Bluntly? That makes no sense.

Let’s separate genuine concerns from misplaced fear.

Sovereign Cloud Matters: But Not Where You Think

Yes, sovereignty is important. Production workloads containing sensitive, regulated, or nationally critical data absolutely belong in a sovereign or regionally controlled cloud environment. That’s where data gravity, jurisdictional control, and operational sovereignty really matter.

But backup is not production. Treating it as such is a category error.

Backup data is cold, inactive, encrypted, and accessed only when something has gone wrong. The risk profile is fundamentally different. Applying the same sovereignty logic to backup as you do to live workloads is like insisting your fire extinguisher be stored in a vault.

Why “Backup in My Data Centre” Is the Wrong Hill to Die On

MSPs arguing that backup must live in their own data centre to “protect” public cloud workloads are actually increasing risk, not reducing it:

• Shared blast radius – If your data centre is compromised, your backups go with it. That’s the opposite of cyber resilience.

• Capital-heavy, brittle architecture – Hardware-based backup stacks age badly, scale poorly, and are expensive to secure properly.
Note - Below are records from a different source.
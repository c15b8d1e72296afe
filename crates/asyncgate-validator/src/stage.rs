//! Validation stages for params, headers and body.

use std::sync::Arc;

use futures_util::future::{self, BoxFuture};
use serde_json::Value;

use asyncgate_pipeline::{
    Flow, Middleware, PipelineError, Request, SharedMiddleware, ValidationFailure,
    ValidationTarget,
};
use asyncgate_spec_parser::strip_parser_metadata;

use crate::engine::{Coercion, CompiledValidator, SchemaEngine, SchemaError};

/// Key hosts use for an unnamed trailing capture. Never validated.
pub const POSITIONAL_PARAM: &str = "0";

struct ValidationStage {
    target: ValidationTarget,
    validator: CompiledValidator,
}

impl ValidationStage {
    fn extract(&self, req: &Request) -> Value {
        match self.target {
            ValidationTarget::Params => {
                let mut params = req.params.clone();
                params.remove(POSITIONAL_PARAM);
                Value::Object(params)
            }
            ValidationTarget::Headers => Value::Object(req.headers.clone()),
            ValidationTarget::Body => req.body.clone(),
        }
    }

    fn check(&self, req: &mut Request) -> Result<Flow, PipelineError> {
        let data = self.extract(req);

        match self.validator.validate(&data) {
            Ok(validated) => {
                req.api.insert(self.target.context_key(), validated);
                Ok(Flow::Continue)
            }
            Err(errors) => {
                tracing::debug!(
                    validation_target = %self.target,
                    path = %req.path,
                    violations = errors.len(),
                    "request failed validation"
                );
                Err(ValidationFailure::new(self.target, errors.into_first()).into())
            }
        }
    }
}

impl Middleware for ValidationStage {
    fn call<'a>(&'a self, req: &'a mut Request) -> BoxFuture<'a, Result<Flow, PipelineError>> {
        Box::pin(future::ready(self.check(req)))
    }
}

fn stage(
    engine: &SchemaEngine,
    target: ValidationTarget,
    schema: &Value,
    coercion: Coercion,
) -> Result<SharedMiddleware, SchemaError> {
    let validator = engine.compile(schema, coercion)?;
    Ok(Arc::new(ValidationStage { target, validator }))
}

/// Stage validating path captures into `api.params`, with scalar coercion.
pub fn validate_params(
    engine: &SchemaEngine,
    schema: &Value,
) -> Result<SharedMiddleware, SchemaError> {
    stage(engine, ValidationTarget::Params, schema, Coercion::Scalars)
}

/// Stage validating header values into `api.headers`, with scalar coercion.
///
/// Parser metadata is stripped from `schema` before it is compiled.
pub fn validate_headers(
    engine: &SchemaEngine,
    schema: &Value,
) -> Result<SharedMiddleware, SchemaError> {
    let schema = strip_parser_metadata(schema);
    stage(engine, ValidationTarget::Headers, &schema, Coercion::Scalars)
}

/// Stage validating the payload into `api.body`. Never coerces.
pub fn validate_body(
    engine: &SchemaEngine,
    schema: &Value,
) -> Result<SharedMiddleware, SchemaError> {
    stage(engine, ValidationTarget::Body, schema, Coercion::None)
}

#[cfg(test)]
mod tests {
    use super::*;
    use asyncgate_pipeline::Pipeline;
    use http::Method;
    use serde_json::json;

    fn params_schema() -> Value {
        json!({
            "type": "object",
            "additionalProperties": false,
            "properties": {
                "userId": { "type": "integer" },
                "email": { "type": "string", "format": "email" },
                "direction": { "type": "string", "enum": ["more", "less"] },
                "year": { "type": "string", "pattern": "^(19|20)\\d{2}$" }
            },
            "required": ["userId", "email", "direction", "year"]
        })
    }

    fn request() -> Request {
        Request::new(Method::POST, "/users/6")
            .with_param("userId", "6")
            .with_param("email", "user@example.com")
            .with_param("direction", "more")
            .with_param("year", "1999")
    }

    async fn run(stage: SharedMiddleware, req: &mut Request) -> Result<Flow, PipelineError> {
        stage.call(req).await
    }

    #[tokio::test]
    async fn params_are_coerced_into_context() {
        let stage = validate_params(&SchemaEngine::new(), &params_schema()).unwrap();
        let mut req = request();

        run(stage, &mut req).await.unwrap();
        assert_eq!(
            req.api.get("params"),
            Some(&json!({
                "userId": 6,
                "email": "user@example.com",
                "direction": "more",
                "year": "1999"
            }))
        );
        assert_eq!(req.params["userId"], json!("6"));
    }

    #[tokio::test]
    async fn positional_capture_is_ignored() {
        let stage = validate_params(&SchemaEngine::new(), &params_schema()).unwrap();
        let mut req = request().with_param(POSITIONAL_PARAM, "trailing/segments");

        run(stage, &mut req).await.unwrap();
        assert!(req.api.get("params").unwrap().get(POSITIONAL_PARAM).is_none());
    }

    #[tokio::test]
    async fn params_failures_name_the_schema_path() {
        let stage = validate_params(&SchemaEngine::new(), &params_schema()).unwrap();
        let mut req = request().with_param("userId", "six");

        let err = run(stage, &mut req).await.unwrap_err();
        let failure = err.as_validation().unwrap();
        assert_eq!(failure.target, ValidationTarget::Params);
        assert_eq!(failure.violation.schema_path, "#/properties/userId/type");
        assert!(failure
            .message
            .starts_with("Parameter validation error on #/properties/userId/type: "));
        assert!(req.api.get("params").is_none());
    }

    #[tokio::test]
    async fn params_formats_enums_and_patterns_are_enforced() {
        let engine = SchemaEngine::new();
        let cases = [
            ("email", "not-an-email", "#/properties/email/format"),
            ("direction", "sideways", "#/properties/direction/enum"),
            ("year", "1899", "#/properties/year/pattern"),
        ];

        for (name, value, schema_path) in cases {
            let stage = validate_params(&engine, &params_schema()).unwrap();
            let mut req = request().with_param(name, value);
            let err = run(stage, &mut req).await.unwrap_err();
            assert_eq!(err.as_validation().unwrap().violation.schema_path, schema_path);
        }
    }

    #[tokio::test]
    async fn undeclared_params_are_rejected() {
        let stage = validate_params(&SchemaEngine::new(), &params_schema()).unwrap();
        let mut req = request().with_param("extra", "1");

        let err = run(stage, &mut req).await.unwrap_err();
        assert_eq!(
            err.as_validation().unwrap().violation.schema_path,
            "#/additionalProperties"
        );
    }

    #[tokio::test]
    async fn permissive_headers_pass_unchanged() {
        let stage = validate_headers(&SchemaEngine::new(), &json!({ "type": "object" })).unwrap();
        let mut req = Request::new(Method::POST, "/light.measured").with_header("userid", "6");

        run(stage, &mut req).await.unwrap();
        assert_eq!(req.api.get("headers"), Some(&json!({ "userid": "6" })));
    }

    #[tokio::test]
    async fn headers_are_coerced_after_stripping_metadata() {
        let schema = json!({
            "type": "object",
            "x-parser-schema-id": "<anonymous-schema-1>",
            "properties": {
                "my-app-header": {
                    "type": "integer",
                    "minimum": 0,
                    "maximum": 100,
                    "x-parser-schema-id": "<anonymous-schema-2>"
                },
                "x-parser-schema-id": "<anonymous-schema-3>"
            }
        });
        let stage = validate_headers(&SchemaEngine::new(), &schema).unwrap();

        let mut req = Request::new(Method::POST, "/").with_header("my-app-header", "42");
        run(stage.clone(), &mut req).await.unwrap();
        assert_eq!(req.api.get("headers"), Some(&json!({ "my-app-header": 42 })));

        let mut req = Request::new(Method::POST, "/").with_header("my-app-header", "101");
        let err = run(stage, &mut req).await.unwrap_err();
        let failure = err.as_validation().unwrap();
        assert_eq!(failure.target, ValidationTarget::Headers);
        assert_eq!(
            failure.violation.schema_path,
            "#/properties/my-app-header/maximum"
        );
        assert!(failure.message.starts_with("Header validation error on "));
    }

    #[tokio::test]
    async fn body_is_never_coerced() {
        let schema = json!({
            "type": "object",
            "properties": { "lumens": { "type": "integer", "minimum": 0 } },
            "required": ["lumens"]
        });
        let stage = validate_body(&SchemaEngine::new(), &schema).unwrap();

        let mut req = Request::new(Method::POST, "/").with_body(json!({ "lumens": 3 }));
        run(stage.clone(), &mut req).await.unwrap();
        assert_eq!(req.api.get("body"), Some(&json!({ "lumens": 3 })));

        let mut req = Request::new(Method::POST, "/").with_body(json!({ "lumens": "3" }));
        let err = run(stage, &mut req).await.unwrap_err();
        let failure = err.as_validation().unwrap();
        assert_eq!(failure.target, ValidationTarget::Body);
        assert_eq!(
            failure.message,
            format!(
                "Body validation error on #/properties/lumens/type: {}",
                failure.violation.message
            )
        );
    }

    #[tokio::test]
    async fn body_formats_are_checked() {
        let schema = json!({
            "type": "object",
            "properties": { "sentAt": { "type": "string", "format": "date-time" } }
        });
        let stage = validate_body(&SchemaEngine::new(), &schema).unwrap();
        let mut req = Request::new(Method::POST, "/").with_body(json!({ "sentAt": "noon" }));
        assert!(run(stage, &mut req).await.is_err());
    }

    #[tokio::test]
    async fn stages_preserve_earlier_context_keys() {
        let engine = SchemaEngine::new();
        let pipeline = Pipeline::new(vec![
            validate_params(&engine, &json!({ "type": "object" })).unwrap(),
            validate_headers(&engine, &json!({ "type": "object" })).unwrap(),
            validate_body(&engine, &json!({})).unwrap(),
        ]);
        let mut req = Request::new(Method::POST, "/")
            .with_param("id", "1")
            .with_header("x-trace", "t")
            .with_body(json!("raw"));
        req.api.insert("touched", json!(true));

        pipeline.run(&mut req).await.unwrap();
        let keys: Vec<&str> = req.api.keys().collect();
        assert_eq!(keys, vec!["touched", "params", "headers", "body"]);
        assert_eq!(req.api.get("body"), Some(&json!("raw")));
    }
}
• Security theater – Physical control does not equal better security. It just feels comforting.

Meanwhile, modern attackers don’t care where your racks are. They care about credentials, access paths, and recovery speed.

Why Public Cloud Backup (Done Properly) Wins

This is where Druva’s model matters.

Druva was built for this exact problem:

• End-to-end encryption — Data is encrypted in-flight and at rest. Customers control the keys. Even Druva can’t see the data.

• Air-gapped by design — No infrastructure to manage, no patching, no lateral movement risk.

• Zero trust, zero access — No backdoor admin access, no sneaky console logins.

• Massive durability and geographic resilience — Something your average MSP data centre simply cannot match.

Put simply: backup in the public cloud is safer than backup in most private data centres—provided it’s built correctly. Druva is.

The Elephant in the Room MSPs Ignore

Here’s the kicker.

Every MSP customer already trusts the public cloud with their most sensitive data:

• Their email

• Their collaboration

• Their identity layer

Whether it’s Microsoft or Google, nobody is rushing to pull email back on-prem “just in case.” And that’s because the industry has already accepted a simple truth:

Security is about architecture, not postcode.

The Real MSP Opportunity

Instead of fighting yesterday’s battle, MSPs should be focusing on:

• Helping customers place production data in the right sovereign or regional cloud

• Designing resilient, immutable, off-platform backup that survives ransomware

• Reducing cost, complexity, and operational drag

• Delivering faster recovery, not heavier infrastructure

Backup is your last line of defence. It should be outside the blast radius, not bolted to it.

Final Thought

Sovereign cloud fear is being overplayed in backup—and it’s distracting MSPs from real risk reduction. Customers don’t win when backup is dragged back into fragile, expensive data centres. They win when it’s secure, isolated, encrypted, and instantly recoverable.

And whether we like it or not, the public cloud is already trusted with the crown jewels. Backup should be no different.